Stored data
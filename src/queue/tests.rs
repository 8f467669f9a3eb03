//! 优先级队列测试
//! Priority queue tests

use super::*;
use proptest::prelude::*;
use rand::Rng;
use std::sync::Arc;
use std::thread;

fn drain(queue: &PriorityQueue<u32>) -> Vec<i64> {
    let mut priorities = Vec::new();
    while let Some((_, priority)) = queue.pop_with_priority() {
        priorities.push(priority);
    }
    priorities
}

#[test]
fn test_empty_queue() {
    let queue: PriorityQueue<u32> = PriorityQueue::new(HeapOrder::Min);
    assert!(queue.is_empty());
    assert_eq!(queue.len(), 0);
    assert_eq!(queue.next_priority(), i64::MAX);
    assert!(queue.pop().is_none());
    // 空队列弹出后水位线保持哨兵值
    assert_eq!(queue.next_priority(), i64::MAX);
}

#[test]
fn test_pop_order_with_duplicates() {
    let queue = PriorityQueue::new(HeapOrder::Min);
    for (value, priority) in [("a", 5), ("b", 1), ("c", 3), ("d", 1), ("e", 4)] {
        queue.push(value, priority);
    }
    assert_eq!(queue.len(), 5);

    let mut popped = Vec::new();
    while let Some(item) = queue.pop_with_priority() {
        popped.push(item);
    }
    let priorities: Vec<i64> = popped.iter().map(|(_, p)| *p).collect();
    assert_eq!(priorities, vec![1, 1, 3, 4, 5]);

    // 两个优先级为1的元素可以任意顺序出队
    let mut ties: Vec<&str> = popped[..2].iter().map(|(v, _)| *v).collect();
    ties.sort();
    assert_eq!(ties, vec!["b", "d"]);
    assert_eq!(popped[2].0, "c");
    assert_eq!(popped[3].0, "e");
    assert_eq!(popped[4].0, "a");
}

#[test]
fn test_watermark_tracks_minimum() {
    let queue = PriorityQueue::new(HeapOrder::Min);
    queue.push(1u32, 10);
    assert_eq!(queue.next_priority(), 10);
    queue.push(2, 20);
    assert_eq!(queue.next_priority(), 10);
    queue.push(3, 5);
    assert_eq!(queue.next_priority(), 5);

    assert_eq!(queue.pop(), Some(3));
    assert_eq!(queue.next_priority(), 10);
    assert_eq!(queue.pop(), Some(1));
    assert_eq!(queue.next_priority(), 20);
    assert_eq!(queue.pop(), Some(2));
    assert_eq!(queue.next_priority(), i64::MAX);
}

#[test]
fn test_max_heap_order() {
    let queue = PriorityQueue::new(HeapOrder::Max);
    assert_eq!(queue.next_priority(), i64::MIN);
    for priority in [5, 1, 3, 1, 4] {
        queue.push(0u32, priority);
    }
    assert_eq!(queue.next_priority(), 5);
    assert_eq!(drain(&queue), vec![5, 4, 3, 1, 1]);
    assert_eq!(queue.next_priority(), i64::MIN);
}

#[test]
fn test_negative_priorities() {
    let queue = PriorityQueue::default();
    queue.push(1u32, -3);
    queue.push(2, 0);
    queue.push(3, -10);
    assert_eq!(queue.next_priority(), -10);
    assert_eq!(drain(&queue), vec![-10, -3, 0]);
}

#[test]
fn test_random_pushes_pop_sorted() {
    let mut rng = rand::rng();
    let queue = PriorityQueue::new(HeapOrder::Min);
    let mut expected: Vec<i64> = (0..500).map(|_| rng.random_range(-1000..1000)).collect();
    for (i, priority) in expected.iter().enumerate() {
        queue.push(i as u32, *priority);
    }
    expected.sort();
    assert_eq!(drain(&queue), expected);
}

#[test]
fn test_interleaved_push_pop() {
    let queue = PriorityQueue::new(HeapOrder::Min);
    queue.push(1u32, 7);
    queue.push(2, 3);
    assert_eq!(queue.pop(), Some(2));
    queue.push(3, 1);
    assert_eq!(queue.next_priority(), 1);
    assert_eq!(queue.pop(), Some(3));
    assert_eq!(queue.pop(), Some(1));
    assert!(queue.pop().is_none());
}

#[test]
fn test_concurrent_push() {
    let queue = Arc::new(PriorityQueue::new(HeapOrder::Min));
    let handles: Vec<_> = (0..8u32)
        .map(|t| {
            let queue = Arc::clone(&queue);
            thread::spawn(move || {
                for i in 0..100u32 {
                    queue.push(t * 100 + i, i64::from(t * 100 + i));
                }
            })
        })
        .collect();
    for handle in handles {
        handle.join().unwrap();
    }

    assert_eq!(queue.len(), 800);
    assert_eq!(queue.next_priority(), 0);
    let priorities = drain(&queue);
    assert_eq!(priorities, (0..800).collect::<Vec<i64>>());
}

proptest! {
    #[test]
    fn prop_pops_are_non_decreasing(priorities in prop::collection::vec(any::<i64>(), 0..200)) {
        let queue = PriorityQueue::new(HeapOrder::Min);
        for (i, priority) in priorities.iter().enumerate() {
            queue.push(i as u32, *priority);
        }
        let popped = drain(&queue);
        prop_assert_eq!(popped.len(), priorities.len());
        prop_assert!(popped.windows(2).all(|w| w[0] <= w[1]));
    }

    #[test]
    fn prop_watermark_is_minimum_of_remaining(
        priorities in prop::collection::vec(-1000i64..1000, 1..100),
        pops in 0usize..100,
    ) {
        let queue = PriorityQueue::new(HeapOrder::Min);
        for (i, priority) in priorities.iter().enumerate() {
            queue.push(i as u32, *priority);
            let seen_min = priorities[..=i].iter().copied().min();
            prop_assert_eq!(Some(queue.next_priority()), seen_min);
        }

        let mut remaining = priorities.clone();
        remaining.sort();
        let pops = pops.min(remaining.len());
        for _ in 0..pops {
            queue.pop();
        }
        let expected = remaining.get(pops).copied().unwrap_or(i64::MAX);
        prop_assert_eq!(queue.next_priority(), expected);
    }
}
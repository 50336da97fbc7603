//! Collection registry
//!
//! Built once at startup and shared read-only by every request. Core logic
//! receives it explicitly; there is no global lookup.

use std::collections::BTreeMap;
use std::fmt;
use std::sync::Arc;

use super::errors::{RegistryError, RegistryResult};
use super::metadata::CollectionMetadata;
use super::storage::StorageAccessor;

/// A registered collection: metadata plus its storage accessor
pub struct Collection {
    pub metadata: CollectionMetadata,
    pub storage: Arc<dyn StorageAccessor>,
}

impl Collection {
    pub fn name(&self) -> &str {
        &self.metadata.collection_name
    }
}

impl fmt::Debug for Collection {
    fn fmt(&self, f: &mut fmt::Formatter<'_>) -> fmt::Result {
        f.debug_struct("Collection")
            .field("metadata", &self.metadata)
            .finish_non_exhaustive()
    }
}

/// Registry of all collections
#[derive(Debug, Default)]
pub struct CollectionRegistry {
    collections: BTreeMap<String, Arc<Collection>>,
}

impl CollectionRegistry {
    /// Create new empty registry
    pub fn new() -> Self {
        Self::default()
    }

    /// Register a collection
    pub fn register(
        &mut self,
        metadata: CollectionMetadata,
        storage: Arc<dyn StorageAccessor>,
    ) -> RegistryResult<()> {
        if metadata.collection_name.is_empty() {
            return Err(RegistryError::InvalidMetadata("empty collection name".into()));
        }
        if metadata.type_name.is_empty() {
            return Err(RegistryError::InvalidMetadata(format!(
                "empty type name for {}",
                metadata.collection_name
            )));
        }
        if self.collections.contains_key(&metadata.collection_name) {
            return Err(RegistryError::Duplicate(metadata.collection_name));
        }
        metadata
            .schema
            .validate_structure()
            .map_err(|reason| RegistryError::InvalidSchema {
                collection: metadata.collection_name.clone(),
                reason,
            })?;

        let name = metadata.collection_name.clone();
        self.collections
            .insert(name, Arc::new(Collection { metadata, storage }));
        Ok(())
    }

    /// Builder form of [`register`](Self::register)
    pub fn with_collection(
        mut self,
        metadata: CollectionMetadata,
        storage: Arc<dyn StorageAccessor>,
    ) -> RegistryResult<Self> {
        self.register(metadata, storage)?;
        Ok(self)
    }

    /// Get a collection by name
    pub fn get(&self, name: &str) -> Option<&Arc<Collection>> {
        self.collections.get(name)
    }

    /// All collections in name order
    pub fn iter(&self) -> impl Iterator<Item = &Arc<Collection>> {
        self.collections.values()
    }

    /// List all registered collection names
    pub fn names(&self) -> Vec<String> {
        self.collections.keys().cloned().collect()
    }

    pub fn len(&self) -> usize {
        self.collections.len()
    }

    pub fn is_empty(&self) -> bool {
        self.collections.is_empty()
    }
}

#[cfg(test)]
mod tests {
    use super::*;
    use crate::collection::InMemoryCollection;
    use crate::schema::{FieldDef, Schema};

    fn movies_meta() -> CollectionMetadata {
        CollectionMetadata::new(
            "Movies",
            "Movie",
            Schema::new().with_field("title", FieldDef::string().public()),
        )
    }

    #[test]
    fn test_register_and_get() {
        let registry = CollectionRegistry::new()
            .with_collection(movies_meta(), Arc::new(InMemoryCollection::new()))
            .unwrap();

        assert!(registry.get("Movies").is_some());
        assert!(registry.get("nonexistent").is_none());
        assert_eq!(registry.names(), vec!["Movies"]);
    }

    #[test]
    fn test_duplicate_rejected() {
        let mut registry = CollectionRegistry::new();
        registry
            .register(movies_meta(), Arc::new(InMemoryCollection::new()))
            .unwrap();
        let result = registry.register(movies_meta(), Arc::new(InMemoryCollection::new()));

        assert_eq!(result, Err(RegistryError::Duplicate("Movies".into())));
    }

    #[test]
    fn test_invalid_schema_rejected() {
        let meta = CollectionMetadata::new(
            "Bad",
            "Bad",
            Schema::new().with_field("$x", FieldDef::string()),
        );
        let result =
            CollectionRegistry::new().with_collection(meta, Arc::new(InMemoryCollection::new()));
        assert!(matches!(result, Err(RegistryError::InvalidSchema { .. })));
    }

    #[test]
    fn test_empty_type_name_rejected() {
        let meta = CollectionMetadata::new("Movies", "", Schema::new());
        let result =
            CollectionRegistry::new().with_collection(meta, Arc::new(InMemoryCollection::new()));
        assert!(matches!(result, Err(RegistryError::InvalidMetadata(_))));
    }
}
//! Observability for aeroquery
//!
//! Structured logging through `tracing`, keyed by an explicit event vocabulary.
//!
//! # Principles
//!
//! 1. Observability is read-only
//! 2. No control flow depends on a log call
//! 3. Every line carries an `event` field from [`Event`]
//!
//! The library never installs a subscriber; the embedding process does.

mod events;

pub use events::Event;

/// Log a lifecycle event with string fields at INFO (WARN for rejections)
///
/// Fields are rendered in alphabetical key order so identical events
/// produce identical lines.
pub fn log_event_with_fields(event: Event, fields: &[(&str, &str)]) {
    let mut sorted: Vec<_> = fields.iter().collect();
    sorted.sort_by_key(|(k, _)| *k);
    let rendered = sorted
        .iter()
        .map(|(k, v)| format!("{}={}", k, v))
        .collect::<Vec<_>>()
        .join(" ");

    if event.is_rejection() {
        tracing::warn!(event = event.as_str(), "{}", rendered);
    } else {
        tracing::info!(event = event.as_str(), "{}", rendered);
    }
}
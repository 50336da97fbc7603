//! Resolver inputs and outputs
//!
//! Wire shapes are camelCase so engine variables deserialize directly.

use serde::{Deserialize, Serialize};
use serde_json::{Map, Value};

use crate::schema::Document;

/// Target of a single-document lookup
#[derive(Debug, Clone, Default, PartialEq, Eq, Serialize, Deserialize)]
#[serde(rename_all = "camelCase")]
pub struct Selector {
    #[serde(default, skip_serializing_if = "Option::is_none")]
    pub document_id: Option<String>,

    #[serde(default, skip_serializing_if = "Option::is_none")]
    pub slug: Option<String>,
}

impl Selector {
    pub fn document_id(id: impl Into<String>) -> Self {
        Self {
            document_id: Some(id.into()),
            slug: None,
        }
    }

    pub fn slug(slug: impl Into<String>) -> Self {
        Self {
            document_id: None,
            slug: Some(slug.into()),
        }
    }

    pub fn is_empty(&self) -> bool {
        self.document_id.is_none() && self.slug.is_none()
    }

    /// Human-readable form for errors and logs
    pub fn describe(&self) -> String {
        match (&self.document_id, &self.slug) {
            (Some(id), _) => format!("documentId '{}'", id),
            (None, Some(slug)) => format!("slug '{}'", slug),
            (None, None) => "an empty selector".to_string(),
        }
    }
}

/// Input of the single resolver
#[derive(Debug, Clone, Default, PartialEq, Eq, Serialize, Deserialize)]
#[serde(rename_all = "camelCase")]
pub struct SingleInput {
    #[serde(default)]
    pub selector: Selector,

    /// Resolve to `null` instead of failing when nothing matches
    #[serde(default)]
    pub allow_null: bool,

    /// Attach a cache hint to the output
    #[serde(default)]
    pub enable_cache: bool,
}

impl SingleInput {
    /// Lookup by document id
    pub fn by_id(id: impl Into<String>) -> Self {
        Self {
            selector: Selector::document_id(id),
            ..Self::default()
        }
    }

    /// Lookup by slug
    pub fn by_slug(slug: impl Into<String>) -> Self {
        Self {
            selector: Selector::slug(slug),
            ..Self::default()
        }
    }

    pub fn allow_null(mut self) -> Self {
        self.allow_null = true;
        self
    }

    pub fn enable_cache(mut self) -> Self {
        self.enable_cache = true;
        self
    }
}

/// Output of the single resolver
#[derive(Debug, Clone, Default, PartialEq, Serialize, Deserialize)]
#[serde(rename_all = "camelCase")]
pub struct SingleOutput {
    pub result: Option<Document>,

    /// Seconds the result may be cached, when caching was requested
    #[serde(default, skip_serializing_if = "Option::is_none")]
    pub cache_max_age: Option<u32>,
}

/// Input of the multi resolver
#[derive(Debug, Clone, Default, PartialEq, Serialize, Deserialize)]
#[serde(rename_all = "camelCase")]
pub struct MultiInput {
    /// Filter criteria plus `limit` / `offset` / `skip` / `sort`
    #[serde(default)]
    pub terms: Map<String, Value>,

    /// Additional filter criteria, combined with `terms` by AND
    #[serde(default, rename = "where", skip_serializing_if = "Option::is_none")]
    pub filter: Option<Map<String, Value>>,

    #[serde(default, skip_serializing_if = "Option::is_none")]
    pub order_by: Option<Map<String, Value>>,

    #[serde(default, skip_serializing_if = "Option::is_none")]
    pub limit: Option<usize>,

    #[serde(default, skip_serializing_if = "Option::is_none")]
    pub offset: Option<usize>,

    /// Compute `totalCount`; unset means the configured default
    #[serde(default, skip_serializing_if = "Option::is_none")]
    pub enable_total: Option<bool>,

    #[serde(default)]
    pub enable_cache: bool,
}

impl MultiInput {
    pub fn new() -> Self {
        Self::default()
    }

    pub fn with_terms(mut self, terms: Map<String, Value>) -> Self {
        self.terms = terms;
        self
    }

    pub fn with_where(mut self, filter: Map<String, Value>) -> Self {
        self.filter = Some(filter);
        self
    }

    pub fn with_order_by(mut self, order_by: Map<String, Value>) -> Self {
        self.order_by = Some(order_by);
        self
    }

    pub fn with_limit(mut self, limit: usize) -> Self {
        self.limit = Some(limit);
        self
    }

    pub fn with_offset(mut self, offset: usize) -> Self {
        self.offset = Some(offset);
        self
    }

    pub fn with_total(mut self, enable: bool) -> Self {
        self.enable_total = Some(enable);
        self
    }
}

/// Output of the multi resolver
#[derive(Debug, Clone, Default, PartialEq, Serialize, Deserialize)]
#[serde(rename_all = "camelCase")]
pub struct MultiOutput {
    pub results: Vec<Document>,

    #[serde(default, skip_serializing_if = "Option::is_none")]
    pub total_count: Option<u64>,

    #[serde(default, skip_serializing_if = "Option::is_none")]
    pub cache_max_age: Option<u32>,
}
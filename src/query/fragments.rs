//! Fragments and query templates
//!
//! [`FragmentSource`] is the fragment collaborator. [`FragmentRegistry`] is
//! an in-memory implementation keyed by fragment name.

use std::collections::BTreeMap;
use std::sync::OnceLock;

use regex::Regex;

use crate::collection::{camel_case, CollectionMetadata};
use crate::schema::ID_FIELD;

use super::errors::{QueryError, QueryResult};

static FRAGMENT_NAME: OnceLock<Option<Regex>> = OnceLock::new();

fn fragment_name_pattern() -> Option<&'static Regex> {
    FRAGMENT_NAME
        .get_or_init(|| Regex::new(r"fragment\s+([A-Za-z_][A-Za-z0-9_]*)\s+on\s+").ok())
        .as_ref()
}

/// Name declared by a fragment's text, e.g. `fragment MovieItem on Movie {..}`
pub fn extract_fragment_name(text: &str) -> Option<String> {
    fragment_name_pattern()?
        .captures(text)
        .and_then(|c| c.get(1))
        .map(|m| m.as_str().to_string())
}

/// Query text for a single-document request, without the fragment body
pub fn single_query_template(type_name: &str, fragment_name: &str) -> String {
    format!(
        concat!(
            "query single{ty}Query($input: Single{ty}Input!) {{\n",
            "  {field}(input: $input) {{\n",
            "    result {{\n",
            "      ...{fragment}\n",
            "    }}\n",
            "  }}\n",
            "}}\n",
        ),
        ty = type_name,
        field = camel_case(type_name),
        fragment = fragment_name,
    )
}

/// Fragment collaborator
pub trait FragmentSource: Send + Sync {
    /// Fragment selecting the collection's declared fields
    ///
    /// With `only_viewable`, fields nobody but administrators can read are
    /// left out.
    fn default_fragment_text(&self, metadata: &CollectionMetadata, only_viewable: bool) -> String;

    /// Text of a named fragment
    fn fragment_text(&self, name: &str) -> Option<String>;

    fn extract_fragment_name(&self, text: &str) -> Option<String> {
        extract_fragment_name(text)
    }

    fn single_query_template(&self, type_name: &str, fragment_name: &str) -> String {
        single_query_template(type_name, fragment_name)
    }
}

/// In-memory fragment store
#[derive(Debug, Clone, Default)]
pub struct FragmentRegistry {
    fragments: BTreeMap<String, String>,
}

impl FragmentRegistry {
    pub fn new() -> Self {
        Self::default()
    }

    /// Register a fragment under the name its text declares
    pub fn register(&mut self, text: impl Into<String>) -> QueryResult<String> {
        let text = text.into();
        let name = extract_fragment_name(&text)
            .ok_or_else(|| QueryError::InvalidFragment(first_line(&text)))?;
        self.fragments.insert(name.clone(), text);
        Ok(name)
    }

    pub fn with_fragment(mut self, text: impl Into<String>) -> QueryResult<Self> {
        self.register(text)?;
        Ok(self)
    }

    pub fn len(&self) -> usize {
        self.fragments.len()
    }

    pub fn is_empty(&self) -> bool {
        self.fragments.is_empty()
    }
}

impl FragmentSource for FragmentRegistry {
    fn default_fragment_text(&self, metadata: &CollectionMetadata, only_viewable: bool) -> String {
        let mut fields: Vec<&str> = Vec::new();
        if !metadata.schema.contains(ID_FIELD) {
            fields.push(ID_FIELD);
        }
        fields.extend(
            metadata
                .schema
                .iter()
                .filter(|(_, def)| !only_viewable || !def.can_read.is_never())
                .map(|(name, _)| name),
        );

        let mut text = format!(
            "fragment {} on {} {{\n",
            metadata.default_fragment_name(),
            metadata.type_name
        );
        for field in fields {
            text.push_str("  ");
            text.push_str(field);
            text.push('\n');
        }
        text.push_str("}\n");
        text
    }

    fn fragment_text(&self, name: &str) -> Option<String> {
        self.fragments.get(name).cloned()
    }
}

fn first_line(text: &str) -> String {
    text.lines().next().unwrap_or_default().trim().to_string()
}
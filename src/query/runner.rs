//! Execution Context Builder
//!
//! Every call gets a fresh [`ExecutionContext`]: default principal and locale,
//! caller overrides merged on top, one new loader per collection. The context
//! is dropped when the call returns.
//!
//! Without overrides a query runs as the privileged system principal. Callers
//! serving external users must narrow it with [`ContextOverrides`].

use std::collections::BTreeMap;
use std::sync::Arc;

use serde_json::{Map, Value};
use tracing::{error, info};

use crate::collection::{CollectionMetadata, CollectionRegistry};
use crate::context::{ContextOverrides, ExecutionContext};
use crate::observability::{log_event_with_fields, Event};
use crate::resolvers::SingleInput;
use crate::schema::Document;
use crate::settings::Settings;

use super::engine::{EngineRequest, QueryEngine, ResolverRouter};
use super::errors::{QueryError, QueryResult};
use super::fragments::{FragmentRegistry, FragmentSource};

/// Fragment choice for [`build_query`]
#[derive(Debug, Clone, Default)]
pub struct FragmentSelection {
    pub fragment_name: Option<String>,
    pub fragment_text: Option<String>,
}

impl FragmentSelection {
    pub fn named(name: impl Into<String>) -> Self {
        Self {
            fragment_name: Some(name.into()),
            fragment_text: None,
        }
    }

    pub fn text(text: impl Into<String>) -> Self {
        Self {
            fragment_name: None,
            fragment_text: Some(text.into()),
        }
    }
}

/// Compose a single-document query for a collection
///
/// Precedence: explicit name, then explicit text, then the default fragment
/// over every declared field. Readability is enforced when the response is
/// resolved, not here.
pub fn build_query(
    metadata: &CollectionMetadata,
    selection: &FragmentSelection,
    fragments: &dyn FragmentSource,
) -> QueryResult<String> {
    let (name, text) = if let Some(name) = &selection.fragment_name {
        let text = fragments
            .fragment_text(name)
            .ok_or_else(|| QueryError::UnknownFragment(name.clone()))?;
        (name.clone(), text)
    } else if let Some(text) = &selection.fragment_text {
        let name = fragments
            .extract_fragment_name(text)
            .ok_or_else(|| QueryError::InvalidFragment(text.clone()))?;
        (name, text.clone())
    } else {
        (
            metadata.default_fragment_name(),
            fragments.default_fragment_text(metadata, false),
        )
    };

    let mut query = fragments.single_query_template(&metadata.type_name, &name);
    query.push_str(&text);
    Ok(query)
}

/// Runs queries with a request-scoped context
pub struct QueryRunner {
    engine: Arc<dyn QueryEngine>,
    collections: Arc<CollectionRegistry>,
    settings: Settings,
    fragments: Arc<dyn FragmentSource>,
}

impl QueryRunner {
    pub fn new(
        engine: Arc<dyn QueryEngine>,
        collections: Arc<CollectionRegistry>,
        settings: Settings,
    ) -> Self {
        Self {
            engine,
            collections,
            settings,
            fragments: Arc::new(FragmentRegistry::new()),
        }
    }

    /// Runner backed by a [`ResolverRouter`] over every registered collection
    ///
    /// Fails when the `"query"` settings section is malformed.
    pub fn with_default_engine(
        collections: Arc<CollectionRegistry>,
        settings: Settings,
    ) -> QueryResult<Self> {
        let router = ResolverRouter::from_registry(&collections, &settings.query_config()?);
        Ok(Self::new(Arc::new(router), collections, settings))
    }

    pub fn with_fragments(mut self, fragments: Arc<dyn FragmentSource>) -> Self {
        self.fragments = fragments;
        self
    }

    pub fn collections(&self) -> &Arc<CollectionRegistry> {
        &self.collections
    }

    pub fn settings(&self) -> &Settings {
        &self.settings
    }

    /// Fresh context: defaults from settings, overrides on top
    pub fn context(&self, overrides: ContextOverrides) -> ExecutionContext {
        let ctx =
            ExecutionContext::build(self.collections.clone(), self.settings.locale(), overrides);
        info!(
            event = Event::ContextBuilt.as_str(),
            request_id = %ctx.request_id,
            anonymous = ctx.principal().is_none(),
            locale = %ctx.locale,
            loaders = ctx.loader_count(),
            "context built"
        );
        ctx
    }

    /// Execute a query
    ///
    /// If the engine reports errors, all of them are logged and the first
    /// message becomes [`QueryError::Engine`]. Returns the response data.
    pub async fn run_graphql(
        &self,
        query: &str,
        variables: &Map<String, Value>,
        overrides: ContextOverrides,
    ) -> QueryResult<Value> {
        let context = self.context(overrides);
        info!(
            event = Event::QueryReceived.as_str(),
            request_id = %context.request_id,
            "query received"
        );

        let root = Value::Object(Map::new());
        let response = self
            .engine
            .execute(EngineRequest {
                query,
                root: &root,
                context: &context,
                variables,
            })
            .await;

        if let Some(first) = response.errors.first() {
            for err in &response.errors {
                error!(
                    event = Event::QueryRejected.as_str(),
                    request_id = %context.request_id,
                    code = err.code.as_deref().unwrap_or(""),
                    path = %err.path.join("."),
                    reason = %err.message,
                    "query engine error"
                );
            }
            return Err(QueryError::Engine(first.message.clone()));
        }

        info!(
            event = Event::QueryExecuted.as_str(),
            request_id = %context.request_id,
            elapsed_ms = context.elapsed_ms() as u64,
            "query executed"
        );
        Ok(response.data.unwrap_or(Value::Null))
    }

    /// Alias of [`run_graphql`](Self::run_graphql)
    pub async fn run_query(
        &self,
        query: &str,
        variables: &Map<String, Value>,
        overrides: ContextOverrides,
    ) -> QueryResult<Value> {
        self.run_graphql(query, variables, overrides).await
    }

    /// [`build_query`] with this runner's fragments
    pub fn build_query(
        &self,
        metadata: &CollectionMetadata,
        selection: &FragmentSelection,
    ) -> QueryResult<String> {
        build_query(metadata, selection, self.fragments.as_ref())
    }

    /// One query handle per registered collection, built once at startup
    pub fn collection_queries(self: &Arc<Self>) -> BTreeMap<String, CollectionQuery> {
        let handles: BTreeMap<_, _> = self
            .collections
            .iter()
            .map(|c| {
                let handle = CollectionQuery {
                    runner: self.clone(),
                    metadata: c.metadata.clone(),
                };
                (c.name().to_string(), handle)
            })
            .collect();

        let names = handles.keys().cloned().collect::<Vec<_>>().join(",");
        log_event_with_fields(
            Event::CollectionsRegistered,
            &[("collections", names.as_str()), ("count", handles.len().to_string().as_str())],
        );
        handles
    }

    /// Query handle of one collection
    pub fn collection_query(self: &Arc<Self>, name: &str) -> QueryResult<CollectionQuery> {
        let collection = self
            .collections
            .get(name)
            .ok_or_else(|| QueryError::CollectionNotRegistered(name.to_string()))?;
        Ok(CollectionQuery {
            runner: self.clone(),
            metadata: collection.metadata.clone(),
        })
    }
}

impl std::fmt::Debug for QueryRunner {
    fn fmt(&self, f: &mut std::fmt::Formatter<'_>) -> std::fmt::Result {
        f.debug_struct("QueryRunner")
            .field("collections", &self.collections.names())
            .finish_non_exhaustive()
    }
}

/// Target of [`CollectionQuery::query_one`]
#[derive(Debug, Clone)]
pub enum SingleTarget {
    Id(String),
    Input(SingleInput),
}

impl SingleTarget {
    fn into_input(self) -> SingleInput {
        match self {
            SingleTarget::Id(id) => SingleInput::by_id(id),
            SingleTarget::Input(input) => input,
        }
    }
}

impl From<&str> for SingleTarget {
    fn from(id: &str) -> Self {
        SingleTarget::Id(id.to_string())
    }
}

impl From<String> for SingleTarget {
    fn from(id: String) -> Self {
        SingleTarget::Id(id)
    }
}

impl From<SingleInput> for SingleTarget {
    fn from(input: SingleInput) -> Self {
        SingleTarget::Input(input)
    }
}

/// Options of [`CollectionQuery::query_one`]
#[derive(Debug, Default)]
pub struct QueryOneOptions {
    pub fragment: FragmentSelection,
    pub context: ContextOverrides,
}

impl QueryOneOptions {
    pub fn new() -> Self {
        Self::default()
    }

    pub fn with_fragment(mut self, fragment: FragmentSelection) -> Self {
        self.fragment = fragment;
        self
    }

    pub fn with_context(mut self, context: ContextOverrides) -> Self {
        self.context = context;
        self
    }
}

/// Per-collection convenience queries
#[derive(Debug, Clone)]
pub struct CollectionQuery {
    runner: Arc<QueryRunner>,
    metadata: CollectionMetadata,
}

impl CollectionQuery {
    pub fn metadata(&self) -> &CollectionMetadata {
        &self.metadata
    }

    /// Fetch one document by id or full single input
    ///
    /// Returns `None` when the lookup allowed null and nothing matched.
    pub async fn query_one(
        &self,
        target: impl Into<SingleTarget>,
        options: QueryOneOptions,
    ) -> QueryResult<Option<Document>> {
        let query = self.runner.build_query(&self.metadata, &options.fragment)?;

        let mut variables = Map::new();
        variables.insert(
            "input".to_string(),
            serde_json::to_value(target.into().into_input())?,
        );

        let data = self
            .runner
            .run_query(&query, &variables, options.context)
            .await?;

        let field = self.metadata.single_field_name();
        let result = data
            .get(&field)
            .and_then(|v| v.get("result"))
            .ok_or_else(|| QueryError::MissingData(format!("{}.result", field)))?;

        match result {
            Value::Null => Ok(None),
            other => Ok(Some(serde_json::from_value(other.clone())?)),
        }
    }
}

_WORK TO BE COMPLETED_
Looking at the entries above, can you reproduce exactly the lines from the one that holds "self.fragments = fragments;" through the one that holds "and the first", and only those?

_EXERCISE SOLUTION_
        self.fragments = fragments;
        self
    }

    pub fn collections(&self) -> &Arc<CollectionRegistry> {
        &self.collections
    }

    pub fn settings(&self) -> &Settings {
        &self.settings
    }

    /// Fresh context: defaults from settings, overrides on top
    pub fn context(&self, overrides: ContextOverrides) -> ExecutionContext {
        let ctx =
            ExecutionContext::build(self.collections.clone(), self.settings.locale(), overrides);
        info!(
            event = Event::ContextBuilt.as_str(),
            request_id = %ctx.request_id,
            anonymous = ctx.principal().is_none(),
            locale = %ctx.locale,
            loaders = ctx.loader_count(),
            "context built"
        );
        ctx
    }

    /// Execute a query
    ///
    /// If the engine reports errors, all of them are logged and the first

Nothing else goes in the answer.